pub fn run() -> anyhow::Result<()> {
    esp_idf_svc::sys::link_patches();
    EspLogger::initialize_default();

    mount_storage()?;
    let store = FileStore::new(STORAGE_ROOT);
    let creds = store.load_credentials();
    info!(
        "stored network settings: ssid=`{}` mode={}",
        creds.ssid(),
        creds.mode().as_str()
    );

    let profile = TargetProfile::resolve();
    info!("board profile `{}`", profile.name);

    // Relays are restored before any network service can reach them.
    let relays = RelayController::new(BoardRelays::new(&profile)?, store.clone());
    let mut reset_button = ResetButton::new(profile.reset_pin)?;

    let state = SharedState {
        controller: Arc::new(Mutex::new(FenceController::new(relays))),
        store: store.clone(),
    };

    let sys_loop = EspSystemEventLoop::take()?;
    let nvs_partition = EspDefaultNvsPartition::take()?;
    let Peripherals { modem, .. } = Peripherals::take()?;

    let wifi = match start_wifi(modem, sys_loop, nvs_partition, &creds)
        .context("wifi startup failed")?
    {
        WifiStartup::Station(wifi) => wifi,
        WifiStartup::AccessPoint(wifi, ip) => {
            if let Err(err) = spawn_captive_dns(ip) {
                warn!("captive DNS unavailable: {err:#}");
            }
            wifi
        }
    };

    let mdns = match start_mdns() {
        Ok(mdns) => Some(mdns),
        Err(err) => {
            warn!("mDNS unavailable, continuing without discovery: {err:#}");
            None
        }
    };

    let http_server = create_http_server(state.clone())?;
    let ws_server = create_ws_server(state)?;

    // Keep services alive for the program lifetime.
    let _wifi = wifi;
    let _mdns = mdns;
    let _http_server = http_server;
    let _ws_server = ws_server;

    loop {
        thread::sleep(Duration::from_millis(LOOP_TICK_MS));
        reset_button.service();
        if RESET_BUTTON.poll(board::millis()) == HoldStatus::ResetRequested {
            factory_reset(&store);
        }
    }
}

fn factory_reset(store: &FileStore) -> ! {
    warn!("reset button held, restoring factory settings");
    if let Err(err) = store.clear_all() {
        warn!("factory reset incomplete: {err}");
    }
    thread::sleep(Duration::from_millis(RESTART_DELAY_MS));
    unsafe { esp_idf_svc::sys::esp_restart() };
    #[allow(unreachable_code)]
    loop {
        thread::sleep(Duration::from_secs(1));
    }
}

fn mount_storage() -> anyhow::Result<()> {
    let conf = esp_vfs_spiffs_conf_t {
        base_path: c"/spiffs".as_ptr(),
        partition_label: core::ptr::null(),
        max_files: 4,
        format_if_mount_failed: true,
    };
    esp!(unsafe { esp_vfs_spiffs_register(&conf) }).context("failed to mount SPIFFS")?;
    info!("storage mounted at {STORAGE_ROOT}");
    Ok(())
}

fn create_http_server(state: SharedState) -> anyhow::Result<EspHttpServer<'static>> {
    let conf = HttpConfiguration {
        http_port: HTTP_PORT,
        stack_size: 16 * 1024,
        ..Default::default()
    };
    let mut server = EspHttpServer::new(&conf)?;

    let index = INDEX_HTML.replace("{{WS_PORT}}", &WS_PORT.to_string());
    for path in std::iter::once("/").chain(PORTAL_PROBES) {
        let index = index.clone();
        server.fn_handler::<anyhow::Error, _>(path, Method::Get, move |req| {
            req.into_ok_response()?.write_all(index.as_bytes())?;
            Ok(())
        })?;
    }

    server.fn_handler::<anyhow::Error, _>("/settings", Method::Get, move |req| {
        req.into_ok_response()?.write_all(SETTINGS_HTML.as_bytes())?;
        Ok(())
    })?;

    server.fn_handler::<anyhow::Error, _>("/style.css", Method::Get, move |req| {
        req.into_response(200, Some("OK"), &[("Content-Type", "text/css")])?
            .write_all(STYLE_CSS.as_bytes())?;
        Ok(())
    })?;

    {
        let state = state.clone();
        server.fn_handler("/api/status", Method::Get, move |req| {
            let creds = state.store.load_credentials();
            let status = lock(&state.controller).status(&creds);
            write_json(req, &status)
        })?;
    }

    {
        let store = state.store.clone();
        server.fn_handler::<anyhow::Error, _>("/save", Method::Post, move |mut req| {
            let body = read_request_body(&mut req)?;
            let form = match SettingsForm::parse_urlencoded(&body) {
                Ok(form) => form,
                Err(err) => {
                    warn!("rejecting settings form: {err}");
                    return write_text(req, 400, "Invalid settings form");
                }
            };

            match save_settings(&store, &form) {
                Ok(_) => {
                    write_text(req, 200, "Settings Saved! Rebooting...")?;
                    schedule_restart();
                    Ok(())
                }
                Err(err) => {
                    warn!("settings not saved: {err}");
                    write_text(req, 500, "Failed to save settings")
                }
            }
        })?;
    }

    {
        let store = state.store.clone();
        server.fn_handler::<anyhow::Error, _>("/clear", Method::Get, move |req| {
            if let Err(err) = store.clear_all() {
                warn!("clear incomplete: {err}");
            }
            write_text(req, 200, "Credentials Cleared! Rebooting...")?;
            schedule_restart();
            Ok(())
        })?;
    }

    Ok(server)
}

fn create_ws_server(state: SharedState) -> anyhow::Result<EspHttpServer<'static>> {
    let conf = HttpConfiguration {
        http_port: WS_PORT,
        ctrl_port: WS_CTRL_PORT,
        stack_size: 10 * 1024,
        ..Default::default()
    };
    let mut server = EspHttpServer::new(&conf)?;

    // Detached senders block until this server's task runs the send. The
    // handler below runs on that task, so it only enqueues and never takes
    // the controller lock.
    let (events, inbox) = mpsc::channel::<SessionEvent<WsSink>>();
    spawn_ws_dispatch(state.controller, inbox)?;

    server.ws_handler("/", move |ws: &mut EspHttpWsConnection| -> Result<(), EspError> {
        let id = ws.session();
        let event = if ws.is_new() {
            SessionEvent::Opened(id, WsSink(ws.create_detached_sender()?))
        } else if ws.is_closed() {
            SessionEvent::Closed(id)
        } else {
            // The first receive with an empty buffer only reports the frame length.
            let (frame_type, len) = ws.recv(&mut [])?;
            if len > MAX_WS_FRAME {
                warn!("closing websocket session {id}: {len} byte frame");
                ws.send(FrameType::Close, &[])?;
                return Ok(());
            }
            let mut buf = [0_u8; MAX_WS_FRAME];
            if len > 0 {
                ws.recv(&mut buf[..len])?;
            }

            if !matches!(frame_type, FrameType::Text(_)) {
                return Ok(());
            }
            let Ok(text) = core::str::from_utf8(&buf[..len]) else {
                return Ok(());
            };
            SessionEvent::Text(id, text.to_string())
        };

        if events.send(event).is_err() {
            warn!("websocket dispatch thread is gone, dropping event for session {id}");
        }
        Ok(())
    })?;

    info!("websocket server listening on port {WS_PORT}");
    Ok(server)
}

fn spawn_ws_dispatch(
    controller: Arc<Mutex<Controller>>,
    inbox: Receiver<SessionEvent<WsSink>>,
) -> anyhow::Result<()> {
    thread::Builder::new()
        .name("ws-dispatch".into())
        .stack_size(8 * 1024)
        .spawn(move || run_session_events(&controller, inbox))?;
    Ok(())
}

fn start_wifi(
    modem: Modem,
    sys_loop: EspSystemEventLoop,
    nvs_partition: EspDefaultNvsPartition,
    creds: &NetworkCredentials,
) -> anyhow::Result<WifiStartup> {
    let mut esp_wifi = EspWifi::new(modem, sys_loop.clone(), Some(nvs_partition))?;

    // `None` means the station joined; `Some(ip)` is the access point address.
    let access_point = {
        let mut wifi = BlockingWifi::wrap(&mut esp_wifi, sys_loop)?;
        if creds.mode() == WifiMode::Host {
            Some(start_access_point(&mut wifi, creds)?)
        } else {
            match connect_station(&mut wifi, creds) {
                Ok(()) => None,
                Err(err) => {
                    warn!(
                        "joining `{}` failed ({err:#}); opening fallback access point",
                        creds.ssid()
                    );
                    let _ = wifi.disconnect();
                    let _ = wifi.stop();
                    Some(start_access_point(
                        &mut wifi,
                        &NetworkCredentials::default(),
                    )?)
                }
            }
        }
    };

    Ok(match access_point {
        Some(ip) => WifiStartup::AccessPoint(esp_wifi, ip),
        None => WifiStartup::Station(esp_wifi),
    })
}

fn connect_station(
    wifi: &mut BlockingWifi<&mut EspWifi<'static>>,
    creds: &NetworkCredentials,
) -> anyhow::Result<()> {
    let auth_method = if creds.password().is_empty() {
        AuthMethod::None
    } else {
        AuthMethod::WPAWPA2Personal
    };

    wifi.set_configuration(&Configuration::Client(ClientConfiguration {
        ssid: creds
            .ssid()
            .try_into()
            .map_err(|_| anyhow!("wifi ssid too long"))?,
        password: creds
            .password()
            .try_into()
            .map_err(|_| anyhow!("wifi password too long"))?,
        auth_method,
        ..Default::default()
    }))?;

    wifi.start()?;
    info!("wifi started, connecting to `{}`", creds.ssid());

    let mut last_err = None;
    for attempt in 1..=WIFI_CONNECT_ATTEMPTS {
        info!("wifi connect attempt {attempt}/{WIFI_CONNECT_ATTEMPTS}");
        match wifi.connect().and_then(|()| wifi.wait_netif_up()) {
            Ok(()) => {
                let ip = wifi.wifi().sta_netif().get_ip_info()?.ip;
                info!("wifi connected on attempt {attempt}, address {ip}");
                return Ok(());
            }
            Err(err) => {
                warn!("wifi connect failed on attempt {attempt}: {err:#}");
                last_err = Some(err);
            }
        }

        if attempt < WIFI_CONNECT_ATTEMPTS {
            let _ = wifi.disconnect();
            thread::sleep(Duration::from_millis(WIFI_RETRY_DELAY_MS));
        }
    }

    Err(anyhow!(
        "all {WIFI_CONNECT_ATTEMPTS} attempts failed; last error: {:?}",
        last_err
    ))
}

fn start_access_point(
    wifi: &mut BlockingWifi<&mut EspWifi<'static>>,
    creds: &NetworkCredentials,
) -> anyhow::Result<Ipv4Addr> {
    let creds = if creds.password().is_empty() || creds.password().len() >= MIN_WPA2_PASSWORD_LEN
    {
        creds.clone()
    } else {
        warn!("stored password too short for WPA2; using default access point credentials");
        NetworkCredentials::default()
    };
    let auth_method = if creds.password().is_empty() {
        AuthMethod::None
    } else {
        AuthMethod::WPA2Personal
    };

    wifi.set_configuration(&Configuration::AccessPoint(AccessPointConfiguration {
        ssid: creds
            .ssid()
            .try_into()
            .map_err(|_| anyhow!("access point SSID too long"))?,
        password: creds
            .password()
            .try_into()
            .map_err(|_| anyhow!("access point password too long"))?,
        auth_method,
        channel: 1,
        ..Default::default()
    }))?;
    wifi.start()?;
    wifi.wait_netif_up()?;

    let ip = wifi.wifi().ap_netif().get_ip_info()?.ip;
    info!("access point `{}` up at {ip}", creds.ssid());
    Ok(ip)
}

fn start_mdns() -> anyhow::Result<EspMdns> {
    let mut mdns = EspMdns::take()?;
    mdns.set_hostname(MDNS_HOSTNAME)?;
    mdns.set_instance_name(MDNS_INSTANCE_NAME)?;
    mdns.add_service(None, "_http", "_tcp", HTTP_PORT, &[])?;
    mdns.add_service(None, "_websocket", "_tcp", WS_PORT, &[])?;
    info!("mDNS advertising {MDNS_HOSTNAME}.local");
    Ok(mdns)
}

____________________

(Task to complete):
Given the data above, which lines hold the string "move"? Return them.

(Written answer):
        server.fn_handler::<anyhow::Error, _>(path, Method::Get, move |req| {
    server.fn_handler::<anyhow::Error, _>("/settings", Method::Get, move |req| {
    server.fn_handler::<anyhow::Error, _>("/style.css", Method::Get, move |req| {
        server.fn_handler("/api/status", Method::Get, move |req| {
        server.fn_handler::<anyhow::Error, _>("/save", Method::Post, move |mut req| {
        server.fn_handler::<anyhow::Error, _>("/clear", Method::Get, move |req| {
    server.ws_handler("/", move |ws: &mut EspHttpWsConnection| -> Result<(), EspError> {
        .spawn(move || run_session_events(&controller, inbox))?;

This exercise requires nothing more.